Romeo and Juliet was represented, uptown (Orlando Bloom) and downtown (John Rothman), and both leading men in Mathias' Breakfast at Tiffany's were there — the one from London (Joseph Cross) and the one on Broadway (Corey Michael Smith). as were Mickey Sumner and Liv Tyler, actress-offsprings of Sting and Steven Tyler.

Janet McTeer, who has a Tony (A Doll's House) and a Tony nomination (Mary Stuart), admitted she's mulling a third visit to Broadway, but, for now, she'll show up just for old friends. "Ian, Sean and I did a play a long time ago in London — Uncle Vanya at the National. I'm fond of those boys, and I have a huge respect for them."

The Heiress' Dan Stevens, once of "Downton Abbey" and now comfortably ensconced in New York, admitted that he is eminently available for plays and projects.

Shuler Hensley
photo by Joseph Marzullo/WENN

Patti Smith, the "Godmother of Punk" and not your typical first-nighter, said the lure for her was "this collection of extraordinary gentlemen, not the least of whom is Samuel Beckett." The short answer: "Patrick invited me." Stewart was also the attraction for Kyle MacLachlan, the actor whose new career as a winemaker had been spotlighted earlier in the day on "CBS Sunday Morning." Right now, he's in town shooting J.J. Abrams' "Believe" series which will air in March on NBC.

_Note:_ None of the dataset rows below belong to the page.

//! Per-process bridge between local components and the off-host link.
//!
//! Grounded on `original_source/include/gateway.h`: maintains `producers`
//! and `interests` maps keyed by unit type, relays `INTEREST`s to matching
//! local producers and `RESPONSE`s to matching local consumers, and decides
//! whether an outbound message needs to leave the host at all by checking
//! bit 31 of its unit type ([`UnitType::is_external`]).
//!
//! [`Agent::build`](crate::agent::Agent) registers its endpoint here
//! (`register_producer`/`register_interest`) whenever it is built with a
//! gateway. An externally-visible unit's traffic goes through
//! [`Gateway::send`] exclusively instead of the plain local broadcast, so
//! both the off-host relay and the `subscribe`/`publish` fan-out below are
//! on the path every such message actually takes.

use std::collections::HashMap;
use std::sync::Arc;
use std::thread::JoinHandle;

use parking_lot::Mutex;
use tracing::{debug, info, warn};

use crate::endpoint::{Endpoint, Role};
use crate::message::Message;
use crate::observer::Observer;
use crate::protocol::{Packet, Protocol};
use crate::types::{Address, MessageKind, UnitType, GATEWAY_PORT, INTERNAL_BROADCAST_PORT};

/// Per-process bridge endpoint, bound to `GATEWAY_PORT`.
pub struct Gateway {
    endpoint: Arc<Endpoint>,
    producers: Mutex<HashMap<UnitType, Vec<Arc<dyn Observer<Packet, u32>>>>>,
    interests: Mutex<HashMap<UnitType, Vec<Arc<dyn Observer<Packet, u32>>>>>,
    running: std::sync::atomic::AtomicBool,
    thread: Mutex<Option<JoinHandle<()>>>,
}

impl Gateway {
    pub fn new(protocol: Arc<Protocol>, own_link: crate::types::LinkAddress) -> Arc<Self> {
        let endpoint = Endpoint::new(protocol, Address::new(own_link, GATEWAY_PORT), Role::Gateway);
        Arc::new(Gateway {
            endpoint,
            producers: Mutex::new(HashMap::new()),
            interests: Mutex::new(HashMap::new()),
            running: std::sync::atomic::AtomicBool::new(false),
            thread: Mutex::new(None),
        })
    }

    /// Registers a local producer endpoint as reachable for `unit`'s
    /// `INTEREST` traffic.
    pub fn register_producer(&self, unit: UnitType, observer: Arc<dyn Observer<Packet, u32>>) {
        self.producers.lock().entry(unit).or_default().push(observer);
        debug!(%unit, "gateway: producer registered");
    }

    /// Registers a local consumer endpoint as reachable for `unit`'s
    /// `RESPONSE` traffic.
    pub fn register_interest(&self, unit: UnitType, observer: Arc<dyn Observer<Packet, u32>>) {
        self.interests.lock().entry(unit).or_default().push(observer);
        debug!(%unit, "gateway: interest registered");
    }

    /// Starts the background relay thread.
    pub fn start(self: &Arc<Self>) {
        self.running.store(true, std::sync::atomic::Ordering::Release);
        let gateway = self.clone();
        let handle = std::thread::Builder::new()
            .name("gateway-relay".into())
            .spawn(move || {
                while gateway.running.load(std::sync::atomic::Ordering::Acquire) {
                    match gateway.endpoint.receive() {
                        Ok(message) => gateway.handle(message),
                        Err(_) => break,
                    }
                }
            })
            .expect("spawning the gateway relay thread");
        *self.thread.lock() = Some(handle);
    }

    pub fn stop(&self) {
        self.running.store(false, std::sync::atomic::Ordering::Release);
        self.endpoint.close();
        if let Some(handle) = self.thread.lock().take() {
            let _ = handle.join();
        }
    }

    /// Sends `message`, relaying off-host first if its unit is externally
    /// visible, then always dispatching it to this gateway's own registered
    /// local producers/interests.
    pub fn send(&self, message: Message) {
        if message.unit_type.is_external() && !self.endpoint.send(&message, Address::EXTERNAL_BROADCAST) {
            warn!(unit = %message.unit_type, "gateway: external broadcast send failed");
        }
        self.handle(message);
    }

    /// Dispatches by kind: `INTEREST` to producers, `RESPONSE` to
    /// consumers, `PTP`/`JOIN` are reserved no-ops.
    fn handle(&self, message: Message) {
        match message.kind {
            MessageKind::Interest => self.subscribe(&message),
            MessageKind::Response => self.publish(&message),
            MessageKind::Ptp | MessageKind::Join => {}
        }
    }

    fn subscribe(&self, message: &Message) {
        let producers = self.producers.lock();
        if let Some(observers) = producers.get(&message.unit_type) {
            let packet = synthetic_packet(message);
            for obs in observers {
                obs.notify(INTERNAL_BROADCAST_PORT, Some(packet.clone()));
            }
        }
    }

    fn publish(&self, message: &Message) {
        let interests = self.interests.lock();
        if let Some(observers) = interests.get(&message.unit_type) {
            let packet = synthetic_packet(message);
            for obs in observers {
                obs.notify(INTERNAL_BROADCAST_PORT, Some(packet.clone()));
            }
        } else {
            info!(unit = %message.unit_type, "gateway: response had no local interest");
        }
    }
}

fn synthetic_packet(message: &Message) -> Packet {
    Packet {
        from: message.origin,
        to_port: INTERNAL_BROADCAST_PORT,
        payload: Arc::new(message.to_bytes().expect("re-encoding a just-decoded message")),
    }
}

Lighting designer Peter Kaczorowski marks his 50th and 51st shows on Broadway with this double bill and, by now, knows his way around Beckettville. "This is my third Godot. I did the one with Nathan and Bill [Irwin] four years ago, and the other one I did was at Berkley Rep, which is where we tried out this No Man's Land."

Brad Oscar said he's finishing up the run of Big Fish at the Neil Simon, "a show I'm very proud of," Dec. 29. In February, he's in a show at the York called Malpractice Makes Perfect, for which Sheldon Harnick has done the book, music and lyrics.

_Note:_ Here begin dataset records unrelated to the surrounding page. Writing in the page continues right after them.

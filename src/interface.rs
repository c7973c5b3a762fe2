//! Dual-engine network interface: buffer pool, routing, and the one thread
//! that multiplexes engine readiness.
//!
//! Grounded on `original_source/include/nic.h`. The original multiplexes an
//! `epoll` set of `{stop_event_fd, external_engine_fd}` plus a `timerfd` for
//! the internal engine. This crate's `LocalEngine::receive` is already
//! non-blocking, so the event loop here polls both engines once per
//! `config.poll_interval` and checks an `AtomicBool` stop flag between
//! iterations — the same wake cadence without needing a raw `epoll_wait`
//! over heterogeneous fd kinds.

use std::sync::atomic::{AtomicBool, AtomicU64, Ordering};
use std::sync::Arc;
use std::thread::JoinHandle;

use tracing::{debug, info, warn};

use crate::config::Config;
use crate::error::CoreError;
use crate::link_engine::LinkEngine;
use crate::local_engine::LocalEngine;
use crate::observer::ConcurrentObserved;
use crate::pool::{BufferPool, PooledBuffer};
use crate::types::{LinkAddress, MTU};

/// Per-route counters, split internal vs. external like `nic.h`'s `Statistics`.
#[derive(Default)]
pub struct InterfaceStats {
    pub packets_sent_internal: AtomicU64,
    pub packets_sent_external: AtomicU64,
    pub packets_received_internal: AtomicU64,
    pub packets_received_external: AtomicU64,
    pub tx_drops: AtomicU64,
    pub rx_drops: AtomicU64,
}

impl InterfaceStats {
    pub fn snapshot(&self) -> InterfaceStatsSnapshot {
        InterfaceStatsSnapshot {
            packets_sent_internal: self.packets_sent_internal.load(Ordering::Relaxed),
            packets_sent_external: self.packets_sent_external.load(Ordering::Relaxed),
            packets_received_internal: self.packets_received_internal.load(Ordering::Relaxed),
            packets_received_external: self.packets_received_external.load(Ordering::Relaxed),
            tx_drops: self.tx_drops.load(Ordering::Relaxed),
            rx_drops: self.rx_drops.load(Ordering::Relaxed),
        }
    }
}

#[derive(Debug, Clone, Copy, Default)]
pub struct InterfaceStatsSnapshot {
    pub packets_sent_internal: u64,
    pub packets_sent_external: u64,
    pub packets_received_internal: u64,
    pub packets_received_external: u64,
    pub tx_drops: u64,
    pub rx_drops: u64,
}

/// A frame ready to be routed, with its destination already filled in.
pub struct OutboundFrame {
    pub dst: LinkAddress,
    pub protocol: u16,
    pub payload: Vec<u8>,
}

/// Notification payload handed up to [`Protocol`](crate::protocol::Protocol):
/// the source link address plus the received frame.
///
/// `payload` is the pool buffer the frame was received into, kept alive by
/// the `Arc` for as long as any observer still holds this frame; it returns
/// to the pool once the last clone (typically the one `Protocol::notify`
/// reads from) is dropped. `offset`/`len` mark the valid bytes within it —
/// `offset` skips the link-layer header on frames that arrived externally.
#[derive(Clone)]
pub struct InboundFrame {
    pub src: LinkAddress,
    pub protocol: u16,
    pub payload: Arc<PooledBuffer>,
    pub offset: usize,
    pub len: usize,
}

impl InboundFrame {
    pub fn data(&self) -> &[u8] {
        &self.payload[self.offset..self.offset + self.len]
    }
}

/// Owns both engines, the frame buffer pool, and the event loop thread.
pub struct Interface {
    mac: LinkAddress,
    link_engine: Option<Arc<LinkEngine>>,
    local_engine: Arc<LocalEngine>,
    pool: BufferPool,
    stats: Arc<InterfaceStats>,
    running: Arc<AtomicBool>,
    observed: Arc<ConcurrentObserved<InboundFrame, u16>>,
    thread: Option<JoinHandle<()>>,
}

impl Interface {
    /// Starts both engines (the link engine only if a real interface is
    /// configured) and the event loop thread.
    pub fn start(config: &Config, protocol_number: u16, use_link_engine: bool) -> Result<Self, CoreError> {
        let local_engine = Arc::new(LocalEngine::start(config)?);
        let link_engine = if use_link_engine {
            Some(Arc::new(LinkEngine::start(&config.link_interface)?))
        } else {
            None
        };
        let mac = link_engine
            .as_ref()
            .map(|e| e.mac_address())
            .unwrap_or(LinkAddress::NULL);

        let pool = BufferPool::new(config.pool_size(), config.mtu);
        let stats = Arc::new(InterfaceStats::default());
        let observed = Arc::new(ConcurrentObserved::new());
        let running = Arc::new(AtomicBool::new(true));

        let thread = {
            let running = running.clone();
            let local_engine = local_engine.clone();
            let link_engine = link_engine.clone();
            let observed = observed.clone();
            let stats = stats.clone();
            let pool_for_loop = pool.clone();
            let poll_interval = config.poll_interval;
            let mac_for_loop = mac;
            std::thread::Builder::new()
                .name("interface-event-loop".into())
                .spawn(move || {
                    event_loop(
                        running,
                        local_engine,
                        link_engine,
                        observed,
                        stats,
                        pool_for_loop,
                        poll_interval,
                        mac_for_loop,
                        protocol_number,
                    );
                })
                .expect("spawning the interface event loop thread")
        };

        info!(mac = %mac, "interface started");
        Ok(Interface {
            mac,
            link_engine,
            local_engine,
            pool,
            stats,
            running,
            observed,
            thread: Some(thread),
        })
    }

    pub fn mac_address(&self) -> LinkAddress {
        self.mac
    }

    pub fn stats(&self) -> InterfaceStatsSnapshot {
        self.stats.snapshot()
    }

    pub fn attach(&self, protocol_number: u16, observer: Arc<dyn crate::observer::Observer<InboundFrame, u16>>) {
        self.observed.attach(protocol_number, observer);
    }

    /// Routes by destination: own MAC goes to the local engine, anything
    /// else to the link engine (or is dropped if none is configured). Checks
    /// out a pool buffer, fills it with the frame actually transmitted, and
    /// lets it return to the pool once this call is done with it.
    pub fn send(&self, frame: OutboundFrame) -> Result<(), CoreError> {
        let mut buf = self.pool.allocate()?;
        if frame.dst == self.mac || frame.dst == LinkAddress::NULL {
            buf.clear();
            buf.extend_from_slice(&frame.payload);
            self.local_engine.send(frame.protocol, &buf)?;
            self.stats.packets_sent_internal.fetch_add(1, Ordering::Relaxed);
            Ok(())
        } else if let Some(link) = &self.link_engine {
            buf.clear();
            buf.extend_from_slice(&frame.dst.0);
            buf.extend_from_slice(&self.mac.0);
            buf.extend_from_slice(&frame.protocol.to_be_bytes());
            buf.extend_from_slice(&frame.payload);
            link.send(&buf)?;
            self.stats.packets_sent_external.fetch_add(1, Ordering::Relaxed);
            Ok(())
        } else {
            self.stats.tx_drops.fetch_add(1, Ordering::Relaxed);
            Err(CoreError::TransportDown("no link engine configured for external send".into()))
        }
    }

    pub fn stop(&mut self) {
        self.running.store(false, Ordering::Release);
        if let Some(handle) = self.thread.take() {
            let _ = handle.join();
        }
        self.local_engine.stop();
        if let Some(link) = &self.link_engine {
            link.stop();
        }
        warn!("interface stopped");
    }
}

impl Drop for Interface {
    fn drop(&mut self) {
        self.stop();
    }
}

fn event_loop(
    running: Arc<AtomicBool>,
    local_engine: Arc<LocalEngine>,
    link_engine: Option<Arc<LinkEngine>>,
    observed: Arc<ConcurrentObserved<InboundFrame, u16>>,
    stats: Arc<InterfaceStats>,
    pool: BufferPool,
    poll_interval: std::time::Duration,
    self_mac: LinkAddress,
    protocol_number: u16,
) {
    while running.load(Ordering::Acquire) {
        let mut proto = 0u16;
        match pool.allocate() {
            Ok(mut buf) => match local_engine.receive(&mut buf, &mut proto) {
                Ok(Some(size)) => {
                    stats.packets_received_internal.fetch_add(1, Ordering::Relaxed);
                    let frame = InboundFrame {
                        src: self_mac,
                        protocol: proto,
                        payload: Arc::new(buf),
                        offset: 0,
                        len: size,
                    };
                    deliver(&observed, &stats, protocol_number, frame);
                }
                Ok(None) => {}
                Err(err) => {
                    warn!(%err, "local engine receive failed");
                }
            },
            Err(err) => {
                stats.rx_drops.fetch_add(1, Ordering::Relaxed);
                warn!(%err, "no free frame buffer for local engine receive");
            }
        }

        if let Some(link) = &link_engine {
            match pool.allocate() {
                Ok(mut buf) => {
                    let recv_buf: &mut [u8; MTU] = (&mut buf[..]).try_into().expect("pool frame size matches MTU");
                    match link.receive(recv_buf) {
                        Ok(n) if n >= 14 => {
                            let src = LinkAddress(buf[6..12].try_into().unwrap());
                            let dst = LinkAddress(buf[0..6].try_into().unwrap());
                            // Self-loop suppression: never deliver our own transmissions.
                            if src == self_mac {
                                continue;
                            }
                            if dst != self_mac && !dst.bytes().iter().all(|b| *b == 0xff) {
                                continue;
                            }
                            let wire_protocol = u16::from_be_bytes([buf[12], buf[13]]);
                            stats.packets_received_external.fetch_add(1, Ordering::Relaxed);
                            let frame = InboundFrame {
                                src,
                                protocol: wire_protocol,
                                payload: Arc::new(buf),
                                offset: 14,
                                len: n - 14,
                            };
                            deliver(&observed, &stats, protocol_number, frame);
                        }
                        Ok(0) => {}
                        Ok(_) => {
                            stats.rx_drops.fetch_add(1, Ordering::Relaxed);
                        }
                        Err(err) => {
                            warn!(%err, "link engine receive failed");
                        }
                    }
                }
                Err(err) => {
                    stats.rx_drops.fetch_add(1, Ordering::Relaxed);
                    warn!(%err, "no free frame buffer for link engine receive");
                }
            }
        }

        std::thread::sleep(poll_interval);
    }
}

fn deliver(
    observed: &ConcurrentObserved<InboundFrame, u16>,
    stats: &InterfaceStats,
    protocol_number: u16,
    frame: InboundFrame,
) {
    if frame.protocol != protocol_number {
        stats.rx_drops.fetch_add(1, Ordering::Relaxed);
        return;
    }
    let delivered = observed.notify(protocol_number, frame);
    if delivered == 0 {
        stats.rx_drops.fetch_add(1, Ordering::Relaxed);
        debug!(protocol_number, "inbound frame had no subscriber");
    }
}
//! # Command-line interface
//!
//! Argument parsing for the demo orchestrator binary, built with the same
//! `clap` derive API the teacher used for its benchmark CLI.

use clap::{
    builder::styling::{AnsiColor, Styles},
    Parser,
};

/// Defines the styles for the help message to replicate clap v3's appearance.
fn styles() -> Styles {
    Styles::styled()
        .header(AnsiColor::Yellow.on_default())
        .usage(AnsiColor::Yellow.on_default())
        .literal(AnsiColor::Green.on_default())
        .placeholder(AnsiColor::Green.on_default())
}

/// Spawns `num_vehicles` demo vehicle processes, each running a gateway, a
/// temperature producer, and a temperature consumer, for `timeout_s` seconds
/// (or until interrupted).
#[derive(Parser, Debug, Clone)]
#[command(author, version, about, long_about = None, styles = styles())]
pub struct Args {
    /// Number of vehicle processes to spawn
    #[arg(default_value_t = crate::defaults::NUM_VEHICLES)]
    pub num_vehicles: usize,

    /// Producer tick period, in milliseconds
    #[arg(default_value_t = crate::defaults::PERIOD_MS)]
    pub period_ms: u64,

    /// How long to run before shutting every vehicle down, in seconds
    #[arg(default_value_t = crate::defaults::TIMEOUT_S)]
    pub timeout_s: u64,

    /// Host network interface the link engine binds to. When unset, vehicles
    /// only exchange messages through the local shared-memory engine.
    #[arg(long)]
    pub link_interface: Option<String>,

    /// Increase diagnostic log verbosity on stderr.
    ///
    /// Can be used multiple times to increase detail: -v: info, -vv: debug,
    /// -vvv: trace. By default, only warnings and errors are shown.
    #[arg(short, long, action = clap::ArgAction::Count)]
    pub verbose: u8,

    /// Internal: identifies this process as one spawned vehicle rather than
    /// the orchestrator. Not meant to be passed by a user directly.
    #[arg(long, hide = true)]
    pub vehicle_id: Option<usize>,

    /// Internal: the shared-memory name suffix the coordinator generated for
    /// this run, so every sibling vehicle process attaches to the same
    /// region instead of each opening its own. Not meant to be passed by a
    /// user directly.
    #[arg(long, hide = true)]
    pub run_suffix: Option<String>,
}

One Tony nomination — and he comes out for the classics: "Yes, and they have to be revivals," Richard Kind shot back. Next? "I did a pilot, and I'm praying it's picked up." Fighting post-nasal drip, Edward Hibbert sniffled out he was "freezing and going back to 54 Below the last two Tuesdays in January, then to Florida to do some Noel Coward for Barry Day and on to The Sound of Music at Lyric Opera in Chicago."

John Patrick Shanley was planning to be up and at 'em the next day to begin rehearsals with Debra Messing, Brian O'Byrne and director Doug Hughes for Outside Mullingar, his latest which will open Jan. 23, 2014, at MTC's Friedman Theatre. "Mullingar is a town in Central Ireland, and it's about the old country and my family there."

Shanley's play about modern-day piracy tried out at Vassar and evidently sank, but he loved the Tom Hanks movie based on the same incident, "Captain Phillips."

Yul Vazquez, who also has a role in "Captain Phillips," wore a Stetson all evening. Why, you ask? The Tony nominee for The Motherf**ker With the Hat never said.